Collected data
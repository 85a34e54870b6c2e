//! Request/response correlation
//!
//! The correlator allocates request ids, remembers one pending completion
//! per outstanding id, and resolves it when the matching response arrives
//! or when the connection goes away. Each pending request is resolved
//! exactly once.
//!
//! # Concurrency
//!
//! The id counter, the pending map and the closed flag share one mutex,
//! so closing and registering are atomic with respect to each other: a
//! request is either drained by the close or rejected before it is sent.
//! The lock is never held across an `.await`, and completions run after
//! it is released.

use crate::error::{AnalysisError, Result};
use dartanalysis_protocol::{Command, Request, RequestId, ResponseMessage};
use dartanalysis_transport::{Transport, TransportError};
use serde_json::Value;
use std::collections::HashMap;
use std::io;
use std::sync::{Arc, Mutex, MutexGuard};
use tokio::sync::oneshot;

/// Why the correlator stopped accepting requests
#[derive(Debug, Clone, Copy, PartialEq, Eq)]
pub enum CloseReason {
    /// The owner disposed the service
    Disposed,

    /// The server process exited or its stream ended
    ConnectionLost,
}

impl CloseReason {
    fn rejection(self) -> AnalysisError {
        match self {
            Self::Disposed => AnalysisError::Disposed,
            Self::ConnectionLost => AnalysisError::ConnectionClosed,
        }
    }
}

/// A write that failed because the server is gone reads as a lost connection
fn write_error(err: TransportError) -> AnalysisError {
    match err {
        TransportError::Closed => AnalysisError::ConnectionClosed,
        TransportError::Io(e) if e.kind() == io::ErrorKind::BrokenPipe => {
            AnalysisError::ConnectionClosed
        }
        other => other.into(),
    }
}

/// Consumes the raw outcome: decodes it and wakes the caller
type Completion = Box<dyn FnOnce(Result<Value>) + Send>;

struct PendingRequest {
    method: &'static str,
    complete: Completion,
}

#[derive(Default)]
struct State {
    next_id: u64,
    pending: HashMap<RequestId, PendingRequest>,
    closed: Option<CloseReason>,
}

/// Acquire the state lock, ignoring poisoning.
///
/// Completions never run under the lock, so a panic while it is held can
/// only come from map bookkeeping and leaves nothing half-updated.
fn lock(state: &Mutex<State>) -> MutexGuard<'_, State> {
    state.lock().unwrap_or_else(|poisoned| poisoned.into_inner())
}

/// Matches responses to the requests that caused them
pub struct Correlator {
    transport: Arc<dyn Transport>,
    state: Mutex<State>,
}

impl Correlator {
    /// Create a correlator writing through `transport`
    pub fn new(transport: Arc<dyn Transport>) -> Self {
        Self {
            transport,
            state: Mutex::new(State {
                next_id: 1,
                ..State::default()
            }),
        }
    }

    /// Send a command and wait for its result
    ///
    /// # Errors
    ///
    /// - [`AnalysisError::Disposed`] / [`AnalysisError::ConnectionClosed`]
    ///   immediately if the correlator is already closed (nothing is written)
    /// - [`AnalysisError::ConnectionClosed`] if the connection ends while waiting
    /// - [`AnalysisError::Server`] for an error response
    /// - [`AnalysisError::Decode`] if the result has the wrong shape
    /// - [`AnalysisError::Transport`] if the write fails for a reason other
    ///   than the server having gone away
    pub async fn send<C: Command>(&self, params: &C::Params) -> Result<C::Result> {
        let (tx, mut rx) = oneshot::channel::<Result<C::Result>>();
        let complete: Completion = Box::new(move |outcome| {
            let decoded = outcome.and_then(|value| {
                serde_json::from_value::<C::Result>(value)
                    .map_err(|e| AnalysisError::Decode(format!("{}: {}", C::METHOD, e)))
            });
            // The caller may have stopped waiting.
            let _ = tx.send(decoded);
        });

        let id = self.register(C::METHOD, complete)?;

        let message = match Request::new(&id, C::METHOD, params).to_value() {
            Ok(message) => message,
            Err(e) => {
                self.discard(&id);
                return Err(e.into());
            }
        };

        tracing::debug!(%id, method = C::METHOD, "sending request");
        tokio::select! {
            // A close or an early response resolves the caller even while
            // its write is still stuck.
            outcome = &mut rx => return outcome.unwrap_or(Err(AnalysisError::ConnectionClosed)),
            written = self.transport.send_message(message) => {
                // A concurrent close may already have resolved it.
                if let Err(e) = written
                    && self.discard(&id)
                {
                    return Err(write_error(e));
                }
            }
        }

        rx.await.unwrap_or(Err(AnalysisError::ConnectionClosed))
    }

    fn register(&self, method: &'static str, complete: Completion) -> Result<RequestId> {
        let mut state = lock(&self.state);
        if let Some(reason) = state.closed {
            return Err(reason.rejection());
        }

        let id = RequestId::from(state.next_id);
        state.next_id += 1;
        state.pending.insert(id.clone(), PendingRequest { method, complete });
        Ok(id)
    }

    /// Drop a pending request without completing it
    fn discard(&self, id: &RequestId) -> bool {
        lock(&self.state).pending.remove(id).is_some()
    }

    /// Resolve the pending request matching `response`
    ///
    /// Responses for unknown ids are logged and dropped.
    pub fn complete(&self, response: ResponseMessage) {
        let pending = lock(&self.state).pending.remove(&response.id);
        let Some(pending) = pending else {
            tracing::warn!(id = %response.id, "dropping response for unknown request");
            return;
        };

        let id = response.id.clone();
        let outcome = response.into_outcome().map_err(AnalysisError::from);
        match &outcome {
            Ok(_) => tracing::debug!(%id, method = pending.method, "request completed"),
            Err(e) => tracing::debug!(%id, method = pending.method, error = %e, "request failed"),
        }
        (pending.complete)(outcome);
    }

    /// Stop accepting requests and fail every pending one
    ///
    /// Pending requests fail with [`AnalysisError::ConnectionClosed`]; later
    /// sends fail according to `reason`. Only the first call has an effect.
    pub fn close(&self, reason: CloseReason) {
        let drained: Vec<(RequestId, PendingRequest)> = {
            let mut state = lock(&self.state);
            if state.closed.is_some() {
                return;
            }
            state.closed = Some(reason);
            state.pending.drain().collect()
        };

        if !drained.is_empty() {
            tracing::info!(?reason, pending = drained.len(), "failing pending requests");
        }
        for (_, pending) in drained {
            (pending.complete)(Err(AnalysisError::ConnectionClosed));
        }
    }

    /// Why the correlator closed, if it has
    pub fn close_reason(&self) -> Option<CloseReason> {
        lock(&self.state).closed
    }

    /// Number of requests awaiting a response
    pub fn pending_count(&self) -> usize {
        lock(&self.state).pending.len()
    }
}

▶ **Your assignment**
Would you write out each entry precisely as it is given?

▶ **Answer for the task**
repository 85a34e54870b6c2e
//! Request/response correlation
//!
//! The correlator allocates request ids, remembers one pending completion
//! per outstanding id, and resolves it when the matching response arrives
//! or when the connection goes away. Each pending request is resolved
//! exactly once.
//!
//! # Concurrency
//!
//! The id counter, the pending map and the closed flag share one mutex,
//! so closing and registering are atomic with respect to each other: a
//! request is either drained by the close or rejected before it is sent.
//! The lock is never held across an `.await`, and completions run after
//! it is released.

use crate::error::{AnalysisError, Result};
use dartanalysis_protocol::{Command, Request, RequestId, ResponseMessage};
use dartanalysis_transport::{Transport, TransportError};
use serde_json::Value;
use std::collections::HashMap;
use std::io;
use std::sync::{Arc, Mutex, MutexGuard};
use tokio::sync::oneshot;

/// Why the correlator stopped accepting requests
#[derive(Debug, Clone, Copy, PartialEq, Eq)]
pub enum CloseReason {
    /// The owner disposed the service
    Disposed,

    /// The server process exited or its stream ended
    ConnectionLost,
}

impl CloseReason {
    fn rejection(self) -> AnalysisError {
        match self {
            Self::Disposed => AnalysisError::Disposed,
            Self::ConnectionLost => AnalysisError::ConnectionClosed,
        }
    }
}

/// A write that failed because the server is gone reads as a lost connection
fn write_error(err: TransportError) -> AnalysisError {
    match err {
        TransportError::Closed => AnalysisError::ConnectionClosed,
        TransportError::Io(e) if e.kind() == io::ErrorKind::BrokenPipe => {
            AnalysisError::ConnectionClosed
        }
        other => other.into(),
    }
}

/// Consumes the raw outcome: decodes it and wakes the caller
type Completion = Box<dyn FnOnce(Result<Value>) + Send>;

struct PendingRequest {
    method: &'static str,
    complete: Completion,
}

#[derive(Default)]
struct State {
    next_id: u64,
    pending: HashMap<RequestId, PendingRequest>,
    closed: Option<CloseReason>,
}

/// Acquire the state lock, ignoring poisoning.
///
/// Completions never run under the lock, so a panic while it is held can
/// only come from map bookkeeping and leaves nothing half-updated.
fn lock(state: &Mutex<State>) -> MutexGuard<'_, State> {
    state.lock().unwrap_or_else(|poisoned| poisoned.into_inner())
}

/// Matches responses to the requests that caused them
pub struct Correlator {
    transport: Arc<dyn Transport>,
    state: Mutex<State>,
}

impl Correlator {
    /// Create a correlator writing through `transport`
    pub fn new(transport: Arc<dyn Transport>) -> Self {
        Self {
            transport,
            state: Mutex::new(State {
                next_id: 1,
                ..State::default()
            }),
        }
    }

    /// Send a command and wait for its result
    ///
    /// # Errors
    ///
    /// - [`AnalysisError::Disposed`] / [`AnalysisError::ConnectionClosed`]
    ///   immediately if the correlator is already closed (nothing is written)
    /// - [`AnalysisError::ConnectionClosed`] if the connection ends while waiting
    /// - [`AnalysisError::Server`] for an error response
    /// - [`AnalysisError::Decode`] if the result has the wrong shape
    /// - [`AnalysisError::Transport`] if the write fails for a reason other
    ///   than the server having gone away
    pub async fn send<C: Command>(&self, params: &C::Params) -> Result<C::Result> {
        let (tx, mut rx) = oneshot::channel::<Result<C::Result>>();
        let complete: Completion = Box::new(move |outcome| {
            let decoded = outcome.and_then(|value| {
                serde_json::from_value::<C::Result>(value)
                    .map_err(|e| AnalysisError::Decode(format!("{}: {}", C::METHOD, e)))
            });
            // The caller may have stopped waiting.
            let _ = tx.send(decoded);
        });

        let id = self.register(C::METHOD, complete)?;

        let message = match Request::new(&id, C::METHOD, params).to_value() {
            Ok(message) => message,
            Err(e) => {
                self.discard(&id);
                return Err(e.into());
            }
        };

        tracing::debug!(%id, method = C::METHOD, "sending request");
        tokio::select! {
            // A close or an early response resolves the caller even while
            // its write is still stuck.
            outcome = &mut rx => return outcome.unwrap_or(Err(AnalysisError::ConnectionClosed)),
            written = self.transport.send_message(message) => {
                // A concurrent close may already have resolved it.
                if let Err(e) = written
                    && self.discard(&id)
                {
                    return Err(write_error(e));
                }
            }
        }

        rx.await.unwrap_or(Err(AnalysisError::ConnectionClosed))
    }

    fn register(&self, method: &'static str, complete: Completion) -> Result<RequestId> {
        let mut state = lock(&self.state);
        if let Some(reason) = state.closed {
            return Err(reason.rejection());
        }

        let id = RequestId::from(state.next_id);
        state.next_id += 1;
        state.pending.insert(id.clone(), PendingRequest { method, complete });
        Ok(id)
    }

    /// Drop a pending request without completing it
    fn discard(&self, id: &RequestId) -> bool {
        lock(&self.state).pending.remove(id).is_some()
    }

    /// Resolve the pending request matching `response`
    ///
    /// Responses for unknown ids are logged and dropped.
    pub fn complete(&self, response: ResponseMessage) {
        let pending = lock(&self.state).pending.remove(&response.id);
        let Some(pending) = pending else {
            tracing::warn!(id = %response.id, "dropping response for unknown request");
            return;
        };

        let id = response.id.clone();
        let outcome = response.into_outcome().map_err(AnalysisError::from);
        match &outcome {
            Ok(_) => tracing::debug!(%id, method = pending.method, "request completed"),
            Err(e) => tracing::debug!(%id, method = pending.method, error = %e, "request failed"),
        }
        (pending.complete)(outcome);
    }

    /// Stop accepting requests and fail every pending one
    ///
    /// Pending requests fail with [`AnalysisError::ConnectionClosed`]; later
    /// sends fail according to `reason`. Only the first call has an effect.
    pub fn close(&self, reason: CloseReason) {
        let drained: Vec<(RequestId, PendingRequest)> = {
            let mut state = lock(&self.state);
            if state.closed.is_some() {
                return;
            }
            state.closed = Some(reason);
            state.pending.drain().collect()
        };

        if !drained.is_empty() {
            tracing::info!(?reason, pending = drained.len(), "failing pending requests");
        }
        for (_, pending) in drained {
            (pending.complete)(Err(AnalysisError::ConnectionClosed));
        }
    }

    /// Why the correlator closed, if it has
    pub fn close_reason(&self) -> Option<CloseReason> {
        lock(&self.state).closed
    }

    /// Number of requests awaiting a response
    pub fn pending_count(&self) -> usize {
        lock(&self.state).pending.len()
    }
}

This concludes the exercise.